In interpreting and applying labor law, the courts must give effect to the above-described constitutional requirements resulting from art. 5(1) and (2) Basic Law. This does not absolutely preclude them from resorting to characteristics of dependent work generally developed for this legal field and, if these indicate the existence of an employment relationship, from paying regard to the influence of freedom of broadcasting by discounting various characteristics arguing in favor of limited employment. Although the criteria controlling for the finding of a permanent employment relationship are then on the whole to be evaluated differently for broadcasting workers than otherwise, this modification is nevertheless conditioned and limited by the constitutional situation. It cannot be extended to other legal provisions serving the social protection of workers, particularly to those of social insurance law.
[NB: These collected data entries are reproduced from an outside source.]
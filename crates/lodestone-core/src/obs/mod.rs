//! Observability: runtime telemetry (metrics) and sink abstractions.
//!
//! Engine logic does not log directly; every instrumentation point flows
//! through [`sink::MetricsEvent`] and a [`sink::MetricsSink`].

pub(crate) mod metrics;
pub(crate) mod sink;

// re-exports
pub use metrics::{CacheOps, EventOps, EventReport, EventState, RoleCounters};
pub use sink::{MetricsEvent, MetricsSink, metrics_report, metrics_reset_all, with_metrics_sink};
Regulations dealing with, for instance, retirement income or protection in case of illness do not restrict the decision-making freedom of public broadcasting companies regarding the selection, hiring and employment of assistants working in the structuring of programming. On the other hand, these are also not affected by art. 5(1), second sentence, Basic Law, such that this guarantee does not preclude, for instance, broadcasting assistant relationships from being evaluated as dependent occupation (§ 7(1) SGB IV). Constitutional law does not demand a choice between all (the full protection of permanent employment) or nothing (no social protection whatsoever). Rather, it only stands in the way of labor-law rules and case law that would deprive public broadcasting companies of the liberty and flexibility needed to fulfill their programming mandate. As far as can be seen, this only applies to the case of a judicial declaration of a permanent employment relationship, with the possibility of limited employment contracts not being ruled out.

III.

The decisions attacked with the constitutional complaints 1) to 7) and 9) to 11) failed to recognize the effects that the basic right of freedom of broadcasting has on the requirements taken as a basis for the declaration of a permanent employment relationship of broadcasting assistants. They therefore violate art. 5(1), second sentence, Basic Law.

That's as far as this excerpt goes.